Ricotta pancakes are fluffy, moist and the perfect base to add fresh fruit, nuts or chocolate chips into to create one truly delicious stack of pancakes.
Let’s get started…
You’ll need 1 3/4 cups of all purpose flour, 1/4 cup of granulated sugar, 1 cup of whole milk, 2/3 cup of whole milk ricotta, 3 large eggs, 2 teaspoons of vanilla extract, 2 teaspoons of baking powder, 1/4 teaspoons of baking soda, 1/2 teaspoons of salt, 1/4 cup of fresh orange juice and 2 tablespoons of melted butter.
The orange juice may sound a little different, but the addition of some citrus really brightens these pancakes in a delicious way.

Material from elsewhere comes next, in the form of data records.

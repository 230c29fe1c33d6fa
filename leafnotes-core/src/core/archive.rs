//! Zip packing/unpacking and directory copies shared by export and import.

use crate::Result;
use std::fs::{self, File};
use std::io::{self, Seek, Write};
use std::path::{Component, Path, PathBuf};
use walkdir::WalkDir;
use zip::write::SimpleFileOptions;
use zip::{CompressionMethod, ZipArchive, ZipWriter};

pub(crate) fn file_options() -> SimpleFileOptions {
    SimpleFileOptions::default().compression_method(CompressionMethod::Deflated)
}

/// Adds one in-memory entry.
pub(crate) fn add_bytes<W: Write + Seek>(
    zip: &mut ZipWriter<W>,
    name: &str,
    bytes: &[u8],
) -> Result<()> {
    zip.start_file(name, file_options())?;
    zip.write_all(bytes)?;
    Ok(())
}

/// Adds the file at `path` under `name`, streaming its contents.
pub(crate) fn add_file<W: Write + Seek>(
    zip: &mut ZipWriter<W>,
    name: &str,
    path: &Path,
) -> Result<()> {
    zip.start_file(name, file_options())?;
    io::copy(&mut File::open(path)?, zip)?;
    Ok(())
}

/// Adds every file below `root/dir_name` under the `dir_name/` prefix.
///
/// A missing directory adds nothing. Returns the number of files added.
pub(crate) fn add_dir_tree<W: Write + Seek>(
    zip: &mut ZipWriter<W>,
    root: &Path,
    dir_name: &str,
) -> Result<usize> {
    let dir = root.join(dir_name);
    if !dir.is_dir() {
        return Ok(0);
    }
    zip.add_directory(format!("{dir_name}/"), file_options())?;

    let mut added = 0;
    for entry in WalkDir::new(&dir).min_depth(1).sort_by_file_name() {
        let entry = entry?;
        let relative = entry.path().strip_prefix(root).unwrap_or(entry.path());
        let name = entry_name(relative);
        if entry.file_type().is_dir() {
            zip.add_directory(format!("{name}/"), file_options())?;
        } else if entry.file_type().is_file() {
            add_file(zip, &name, entry.path())?;
            added += 1;
        }
    }
    Ok(added)
}

/// Unpacks `archive_path` into `dest`, skipping entries whose names would
/// escape it. Returns the number of files written.
pub(crate) fn extract_to(archive_path: &Path, dest: &Path) -> Result<usize> {
    let mut archive = ZipArchive::new(File::open(archive_path)?)?;
    let mut written = 0;
    for i in 0..archive.len() {
        let mut entry = archive.by_index(i)?;
        let Some(relative) = entry.enclosed_name() else {
            log::warn!("Skipping unsafe archive entry {:?}", entry.name());
            continue;
        };
        let out_path = dest.join(relative);
        if entry.is_dir() {
            fs::create_dir_all(&out_path)?;
            continue;
        }
        if let Some(parent) = out_path.parent() {
            fs::create_dir_all(parent)?;
        }
        io::copy(&mut entry, &mut File::create(&out_path)?)?;
        written += 1;
    }
    Ok(written)
}

/// How [`copy_dir_tree`] places one source file.
pub(crate) enum CopyAction {
    /// Write to this path relative to the destination directory, replacing any file there.
    Overwrite(PathBuf),
    /// Write to this relative path only if nothing exists there yet.
    IfAbsent(PathBuf),
    /// Leave this file out.
    Skip,
}

/// Copies every file below `src` into `dst`, asking `plan` where each one goes.
///
/// `plan` receives the path relative to `src`. A missing `src` copies nothing.
/// Returns the number of files written.
pub(crate) fn copy_dir_tree<F>(src: &Path, dst: &Path, mut plan: F) -> Result<usize>
where
    F: FnMut(&Path) -> CopyAction,
{
    if !src.is_dir() {
        return Ok(0);
    }
    let mut copied = 0;
    for entry in WalkDir::new(src).min_depth(1) {
        let entry = entry?;
        if !entry.file_type().is_file() {
            continue;
        }
        let relative = entry.path().strip_prefix(src).unwrap_or(entry.path());
        let (target, overwrite) = match plan(relative) {
            CopyAction::Overwrite(rel) => (dst.join(rel), true),
            CopyAction::IfAbsent(rel) => (dst.join(rel), false),
            CopyAction::Skip => continue,
        };
        if !overwrite && target.exists() {
            log::debug!("Keeping existing {}", target.display());
            continue;
        }
        if let Some(parent) = target.parent() {
            fs::create_dir_all(parent)?;
        }
        fs::copy(entry.path(), &target)?;
        copied += 1;
    }
    Ok(copied)
}

// Zip entry names always use forward slashes.
fn entry_name(relative: &Path) -> String {
    relative
        .components()
        .filter_map(|c| match c {
            Component::Normal(part) => Some(part.to_string_lossy().into_owned()),
            _ => None,
        })
        .collect::<Vec<_>>()
        .join("/")
}

#[cfg(test)]
mod tests {
    use super::*;
    use tempfile::tempdir;

    #[test]
    fn test_dir_tree_round_trip() {
        let src = tempdir().unwrap();
        fs::create_dir_all(src.path().join("images").join("2024")).unwrap();
        fs::write(src.path().join("images").join("a.png"), [1u8, 2, 3]).unwrap();
        fs::write(src.path().join("images").join("2024").join("b.png"), [4u8]).unwrap();

        let out = tempdir().unwrap();
        let zip_path = out.path().join("test.zip");
        {
            let mut zip = ZipWriter::new(File::create(&zip_path).unwrap());
            add_bytes(&mut zip, "hello.txt", b"hi").unwrap();
            assert_eq!(add_dir_tree(&mut zip, src.path(), "images").unwrap(), 2);
            assert_eq!(add_dir_tree(&mut zip, src.path(), "objects").unwrap(), 0);
            zip.finish().unwrap();
        }

        let dest = tempdir().unwrap();
        assert_eq!(extract_to(&zip_path, dest.path()).unwrap(), 3);
        assert_eq!(fs::read(dest.path().join("images/2024/b.png")).unwrap(), vec![4u8]);
        assert_eq!(fs::read_to_string(dest.path().join("hello.txt")).unwrap(), "hi");
    }

    #[test]
    fn test_copy_dir_tree_respects_plan() {
        let src = tempdir().unwrap();
        let dst = tempdir().unwrap();
        fs::write(src.path().join("keep.md"), "new keep").unwrap();
        fs::write(src.path().join("force.md"), "new force").unwrap();
        fs::write(src.path().join("renamed.md"), "moved").unwrap();
        fs::write(src.path().join("ignored.md"), "never copied").unwrap();
        fs::write(dst.path().join("keep.md"), "old keep").unwrap();
        fs::write(dst.path().join("force.md"), "old force").unwrap();

        let copied = copy_dir_tree(src.path(), dst.path(), |rel| match rel.to_str() {
            Some("force.md") => CopyAction::Overwrite(rel.to_path_buf()),
            Some("renamed.md") => CopyAction::IfAbsent(PathBuf::from("other.md")),
            Some("ignored.md") => CopyAction::Skip,
            _ => CopyAction::IfAbsent(rel.to_path_buf()),
        })
        .unwrap();

        assert_eq!(copied, 2);
        assert_eq!(fs::read_to_string(dst.path().join("keep.md")).unwrap(), "old keep");
        assert_eq!(fs::read_to_string(dst.path().join("force.md")).unwrap(), "new force");
        assert_eq!(fs::read_to_string(dst.path().join("other.md")).unwrap(), "moved");
        assert!(!dst.path().join("renamed.md").exists());
        assert!(!dst.path().join("ignored.md").exists());
    }
}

In a large bowl, combine 1 3/4 cups of all purpose flour, 1/4 cup of granulated sugar, 2 teaspoons of baking powder, 1/4 teaspoons of baking soda and 1/4 teaspoons of salt and set aside.
In a separate bowl, add 1 cup of whole milk, 3 large eggs, 1/4 cup of orange juice, 2 tablespoons of melted butter, 2 teaspoons of vanilla extract and 8 ounces of whole milk ricotta and whisk until combined.
Add the flour mixture into the ricotta mixture and whisk until just combined. This batter will have some lumps in it and thats a good thing. Each pancake will have a few little pops of rich, creamy ricotta goodness.
Place a flat skillet or griddle over medium heat. Once the griddle is warm, grease the surface with butter or your favorite non-stick spray and drop 1/3 cup portions of batter leaving room for the pancakes to spread a little.
Once the top surface of the pancakes are fully of little air bubbles, carefully flip and cook until both sides are golden brown.
Look at that beautiful color! Now, I love these pancakes with just a little bit of butter and maple syrup, but they are also a great base pancake to add your favorite topping onto or into. If you want to add something into these pancakes, I like to do it right before flipping to make sure the additions are evenly distributed. Like this…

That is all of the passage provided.